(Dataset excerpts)
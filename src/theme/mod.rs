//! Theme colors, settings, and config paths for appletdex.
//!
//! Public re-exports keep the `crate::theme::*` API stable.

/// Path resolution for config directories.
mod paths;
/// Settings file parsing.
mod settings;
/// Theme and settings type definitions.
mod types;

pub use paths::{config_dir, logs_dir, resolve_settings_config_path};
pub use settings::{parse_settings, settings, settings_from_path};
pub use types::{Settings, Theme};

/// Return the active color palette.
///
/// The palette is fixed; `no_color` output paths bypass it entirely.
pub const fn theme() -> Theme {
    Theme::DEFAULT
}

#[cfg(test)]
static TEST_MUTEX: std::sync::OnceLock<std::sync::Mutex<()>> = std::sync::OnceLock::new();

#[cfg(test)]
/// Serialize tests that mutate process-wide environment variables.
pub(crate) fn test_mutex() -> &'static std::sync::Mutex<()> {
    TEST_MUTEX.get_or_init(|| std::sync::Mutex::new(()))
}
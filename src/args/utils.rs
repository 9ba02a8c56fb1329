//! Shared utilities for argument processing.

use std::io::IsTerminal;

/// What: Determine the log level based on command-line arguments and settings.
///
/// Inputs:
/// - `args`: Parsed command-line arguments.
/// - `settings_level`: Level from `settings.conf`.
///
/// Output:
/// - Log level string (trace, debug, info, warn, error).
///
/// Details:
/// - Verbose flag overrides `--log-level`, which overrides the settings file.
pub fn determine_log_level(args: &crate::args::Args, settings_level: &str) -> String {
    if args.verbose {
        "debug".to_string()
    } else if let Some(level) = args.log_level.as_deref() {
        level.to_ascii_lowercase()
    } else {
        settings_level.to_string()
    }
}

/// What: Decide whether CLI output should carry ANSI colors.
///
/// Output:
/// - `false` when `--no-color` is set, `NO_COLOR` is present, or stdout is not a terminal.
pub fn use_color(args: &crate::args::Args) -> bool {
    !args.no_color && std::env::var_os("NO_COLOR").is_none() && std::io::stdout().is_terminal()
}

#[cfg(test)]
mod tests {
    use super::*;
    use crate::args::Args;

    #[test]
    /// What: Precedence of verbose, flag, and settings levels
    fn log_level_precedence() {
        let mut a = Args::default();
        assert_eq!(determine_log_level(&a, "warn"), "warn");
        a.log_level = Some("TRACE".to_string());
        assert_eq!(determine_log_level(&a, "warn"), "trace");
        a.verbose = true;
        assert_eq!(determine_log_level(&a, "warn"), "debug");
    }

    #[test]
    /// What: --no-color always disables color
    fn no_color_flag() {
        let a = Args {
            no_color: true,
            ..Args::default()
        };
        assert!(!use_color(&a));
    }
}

-- EXERCISE OBJECTIVE --
Nothing may be left out. Retype all the entries exactly.

-- TASK RESPONSE --
filename src/theme/mod.rs
//! Theme colors, settings, and config paths for appletdex.
//!
//! Public re-exports keep the `crate::theme::*` API stable.

/// Path resolution for config directories.
mod paths;
/// Settings file parsing.
mod settings;
/// Theme and settings type definitions.
mod types;

pub use paths::{config_dir, logs_dir, resolve_settings_config_path};
pub use settings::{parse_settings, settings, settings_from_path};
pub use types::{Settings, Theme};

/// Return the active color palette.
///
/// The palette is fixed; `no_color` output paths bypass it entirely.
pub const fn theme() -> Theme {
    Theme::DEFAULT
}

#[cfg(test)]
static TEST_MUTEX: std::sync::OnceLock<std::sync::Mutex<()>> = std::sync::OnceLock::new();

#[cfg(test)]
/// Serialize tests that mutate process-wide environment variables.
pub(crate) fn test_mutex() -> &'static std::sync::Mutex<()> {
    TEST_MUTEX.get_or_init(|| std::sync::Mutex::new(()))
}
filename src/args/utils.rs
repository 9ba02a8c56fb1329
//! Shared utilities for argument processing.

use std::io::IsTerminal;

/// What: Determine the log level based on command-line arguments and settings.
///
/// Inputs:
/// - `args`: Parsed command-line arguments.
/// - `settings_level`: Level from `settings.conf`.
///
/// Output:
/// - Log level string (trace, debug, info, warn, error).
///
/// Details:
/// - Verbose flag overrides `--log-level`, which overrides the settings file.
pub fn determine_log_level(args: &crate::args::Args, settings_level: &str) -> String {
    if args.verbose {
        "debug".to_string()
    } else if let Some(level) = args.log_level.as_deref() {
        level.to_ascii_lowercase()
    } else {
        settings_level.to_string()
    }
}

/// What: Decide whether CLI output should carry ANSI colors.
///
/// Output:
/// - `false` when `--no-color` is set, `NO_COLOR` is present, or stdout is not a terminal.
pub fn use_color(args: &crate::args::Args) -> bool {
    !args.no_color && std::env::var_os("NO_COLOR").is_none() && std::io::stdout().is_terminal()
}

#[cfg(test)]
mod tests {
    use super::*;
    use crate::args::Args;

    #[test]
    /// What: Precedence of verbose, flag, and settings levels
    fn log_level_precedence() {
        let mut a = Args::default();
        assert_eq!(determine_log_level(&a, "warn"), "warn");
        a.log_level = Some("TRACE".to_string());
        assert_eq!(determine_log_level(&a, "warn"), "trace");
        a.verbose = true;
        assert_eq!(determine_log_level(&a, "warn"), "debug");
    }

    #[test]
    /// What: --no-color always disables color
    fn no_color_flag() {
        let a = Args {
            no_color: true,
            ..Args::default()
        };
        assert!(!use_color(&a));
    }
}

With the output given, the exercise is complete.